Provided entries
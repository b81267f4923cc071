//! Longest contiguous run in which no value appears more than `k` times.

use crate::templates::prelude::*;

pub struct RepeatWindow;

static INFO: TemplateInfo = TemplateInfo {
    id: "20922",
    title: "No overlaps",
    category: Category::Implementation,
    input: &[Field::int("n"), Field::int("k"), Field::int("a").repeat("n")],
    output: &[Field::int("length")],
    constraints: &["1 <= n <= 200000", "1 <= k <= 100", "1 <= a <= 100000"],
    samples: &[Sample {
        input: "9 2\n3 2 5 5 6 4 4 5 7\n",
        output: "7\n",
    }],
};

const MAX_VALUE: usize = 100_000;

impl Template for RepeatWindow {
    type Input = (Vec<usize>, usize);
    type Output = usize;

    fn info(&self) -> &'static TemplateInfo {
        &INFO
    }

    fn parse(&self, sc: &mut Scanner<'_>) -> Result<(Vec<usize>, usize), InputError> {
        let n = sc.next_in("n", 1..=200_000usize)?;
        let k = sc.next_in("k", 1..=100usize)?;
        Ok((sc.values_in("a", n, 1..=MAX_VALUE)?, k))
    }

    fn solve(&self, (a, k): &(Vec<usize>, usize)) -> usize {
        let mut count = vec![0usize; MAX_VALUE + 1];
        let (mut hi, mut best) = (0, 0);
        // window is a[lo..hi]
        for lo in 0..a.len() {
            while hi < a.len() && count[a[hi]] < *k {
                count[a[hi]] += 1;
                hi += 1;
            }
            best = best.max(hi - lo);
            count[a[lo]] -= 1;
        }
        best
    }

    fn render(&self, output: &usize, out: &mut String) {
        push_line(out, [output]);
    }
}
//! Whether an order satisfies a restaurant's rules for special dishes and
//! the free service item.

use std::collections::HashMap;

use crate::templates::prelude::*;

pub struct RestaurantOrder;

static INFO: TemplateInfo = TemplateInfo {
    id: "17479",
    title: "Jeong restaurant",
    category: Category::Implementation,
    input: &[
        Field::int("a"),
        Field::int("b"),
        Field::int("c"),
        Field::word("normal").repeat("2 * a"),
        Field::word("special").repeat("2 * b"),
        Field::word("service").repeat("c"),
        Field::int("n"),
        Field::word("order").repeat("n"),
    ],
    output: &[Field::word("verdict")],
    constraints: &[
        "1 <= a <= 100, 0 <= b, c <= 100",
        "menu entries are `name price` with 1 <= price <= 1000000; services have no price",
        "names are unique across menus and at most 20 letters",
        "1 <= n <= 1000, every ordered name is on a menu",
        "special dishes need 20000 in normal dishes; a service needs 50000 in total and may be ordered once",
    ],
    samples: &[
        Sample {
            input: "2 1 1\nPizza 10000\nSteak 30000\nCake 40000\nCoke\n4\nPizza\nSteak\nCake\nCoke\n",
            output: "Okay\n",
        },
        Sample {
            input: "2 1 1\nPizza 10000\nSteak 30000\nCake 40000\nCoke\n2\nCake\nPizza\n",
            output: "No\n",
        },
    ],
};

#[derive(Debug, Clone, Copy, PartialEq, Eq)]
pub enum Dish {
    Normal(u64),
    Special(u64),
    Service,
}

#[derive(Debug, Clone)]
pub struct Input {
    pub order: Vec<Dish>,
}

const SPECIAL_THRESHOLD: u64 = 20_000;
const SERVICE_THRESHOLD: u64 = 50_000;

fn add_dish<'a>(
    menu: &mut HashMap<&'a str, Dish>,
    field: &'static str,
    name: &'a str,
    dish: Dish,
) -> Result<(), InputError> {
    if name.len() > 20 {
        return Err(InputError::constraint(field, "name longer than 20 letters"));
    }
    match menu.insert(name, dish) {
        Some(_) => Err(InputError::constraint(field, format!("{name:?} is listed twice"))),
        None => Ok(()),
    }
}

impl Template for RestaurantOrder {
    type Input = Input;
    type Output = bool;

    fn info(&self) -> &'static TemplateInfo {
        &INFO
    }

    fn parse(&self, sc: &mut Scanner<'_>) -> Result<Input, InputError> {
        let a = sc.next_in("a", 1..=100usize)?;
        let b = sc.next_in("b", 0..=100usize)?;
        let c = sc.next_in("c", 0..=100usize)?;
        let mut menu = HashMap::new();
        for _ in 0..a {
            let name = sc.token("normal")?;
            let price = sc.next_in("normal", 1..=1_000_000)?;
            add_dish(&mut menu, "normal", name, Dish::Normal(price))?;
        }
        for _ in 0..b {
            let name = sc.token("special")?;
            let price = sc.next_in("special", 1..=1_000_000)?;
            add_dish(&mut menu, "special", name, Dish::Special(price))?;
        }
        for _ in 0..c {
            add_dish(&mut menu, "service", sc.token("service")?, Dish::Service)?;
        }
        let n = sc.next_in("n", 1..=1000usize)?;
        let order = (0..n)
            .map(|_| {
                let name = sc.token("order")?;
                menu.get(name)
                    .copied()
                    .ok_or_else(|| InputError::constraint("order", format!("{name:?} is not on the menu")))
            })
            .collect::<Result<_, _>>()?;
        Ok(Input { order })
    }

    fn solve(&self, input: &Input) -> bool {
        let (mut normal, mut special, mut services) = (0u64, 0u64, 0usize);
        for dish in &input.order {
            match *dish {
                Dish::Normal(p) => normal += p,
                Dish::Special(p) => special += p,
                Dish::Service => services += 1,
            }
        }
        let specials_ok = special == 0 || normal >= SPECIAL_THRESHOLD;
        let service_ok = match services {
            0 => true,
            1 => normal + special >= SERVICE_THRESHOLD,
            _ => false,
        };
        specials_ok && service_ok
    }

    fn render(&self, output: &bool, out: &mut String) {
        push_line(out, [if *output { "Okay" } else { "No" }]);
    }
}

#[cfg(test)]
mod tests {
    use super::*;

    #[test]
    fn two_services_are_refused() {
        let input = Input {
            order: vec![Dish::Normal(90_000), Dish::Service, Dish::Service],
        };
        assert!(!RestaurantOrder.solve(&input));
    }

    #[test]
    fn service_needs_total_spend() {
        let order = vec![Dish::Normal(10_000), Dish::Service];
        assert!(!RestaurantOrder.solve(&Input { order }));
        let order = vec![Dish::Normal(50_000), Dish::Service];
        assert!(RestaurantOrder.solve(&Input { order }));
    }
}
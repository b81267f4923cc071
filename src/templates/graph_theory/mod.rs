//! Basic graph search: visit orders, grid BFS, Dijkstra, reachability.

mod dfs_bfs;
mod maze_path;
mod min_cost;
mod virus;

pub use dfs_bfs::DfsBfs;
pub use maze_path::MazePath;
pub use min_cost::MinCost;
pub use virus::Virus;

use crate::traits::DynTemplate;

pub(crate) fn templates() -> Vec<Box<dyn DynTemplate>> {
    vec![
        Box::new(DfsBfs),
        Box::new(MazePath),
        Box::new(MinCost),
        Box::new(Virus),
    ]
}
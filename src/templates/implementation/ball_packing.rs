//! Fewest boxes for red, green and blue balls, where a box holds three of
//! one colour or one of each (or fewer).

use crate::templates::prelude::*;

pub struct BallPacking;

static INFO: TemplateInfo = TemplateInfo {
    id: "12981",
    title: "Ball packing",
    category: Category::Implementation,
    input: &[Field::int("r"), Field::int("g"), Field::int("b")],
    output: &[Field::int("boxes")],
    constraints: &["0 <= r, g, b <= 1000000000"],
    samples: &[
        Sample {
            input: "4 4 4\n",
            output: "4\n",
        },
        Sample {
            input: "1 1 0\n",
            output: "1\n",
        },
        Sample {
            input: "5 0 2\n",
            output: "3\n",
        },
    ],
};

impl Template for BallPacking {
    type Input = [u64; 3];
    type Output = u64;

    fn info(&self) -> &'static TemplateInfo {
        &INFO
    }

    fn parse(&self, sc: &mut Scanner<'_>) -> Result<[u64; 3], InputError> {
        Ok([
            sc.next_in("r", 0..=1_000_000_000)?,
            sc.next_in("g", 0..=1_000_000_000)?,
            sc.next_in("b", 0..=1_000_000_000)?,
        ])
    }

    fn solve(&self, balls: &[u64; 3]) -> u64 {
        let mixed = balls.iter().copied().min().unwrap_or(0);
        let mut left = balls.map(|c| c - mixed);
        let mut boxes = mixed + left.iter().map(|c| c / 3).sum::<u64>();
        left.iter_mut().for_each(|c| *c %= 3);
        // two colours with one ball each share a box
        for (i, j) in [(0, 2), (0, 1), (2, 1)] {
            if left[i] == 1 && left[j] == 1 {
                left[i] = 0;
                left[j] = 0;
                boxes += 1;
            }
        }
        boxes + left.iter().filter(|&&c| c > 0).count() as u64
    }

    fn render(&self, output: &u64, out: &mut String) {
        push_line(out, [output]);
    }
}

What to produce
The response should hold exactly the lines starting at the line with "are unique across" and ending at the line with "match menu.insert(name, dish)", and no other line of the material above.

Result for this exercise
        "names are unique across menus and at most 20 letters",
        "1 <= n <= 1000, every ordered name is on a menu",
        "special dishes need 20000 in normal dishes; a service needs 50000 in total and may be ordered once",
    ],
    samples: &[
        Sample {
            input: "2 1 1\nPizza 10000\nSteak 30000\nCake 40000\nCoke\n4\nPizza\nSteak\nCake\nCoke\n",
            output: "Okay\n",
        },
        Sample {
            input: "2 1 1\nPizza 10000\nSteak 30000\nCake 40000\nCoke\n2\nCake\nPizza\n",
            output: "No\n",
        },
    ],
};

#[derive(Debug, Clone, Copy, PartialEq, Eq)]
pub enum Dish {
    Normal(u64),
    Special(u64),
    Service,
}

#[derive(Debug, Clone)]
pub struct Input {
    pub order: Vec<Dish>,
}

const SPECIAL_THRESHOLD: u64 = 20_000;
const SERVICE_THRESHOLD: u64 = 50_000;

fn add_dish<'a>(
    menu: &mut HashMap<&'a str, Dish>,
    field: &'static str,
    name: &'a str,
    dish: Dish,
) -> Result<(), InputError> {
    if name.len() > 20 {
        return Err(InputError::constraint(field, "name longer than 20 letters"));
    }
    match menu.insert(name, dish) {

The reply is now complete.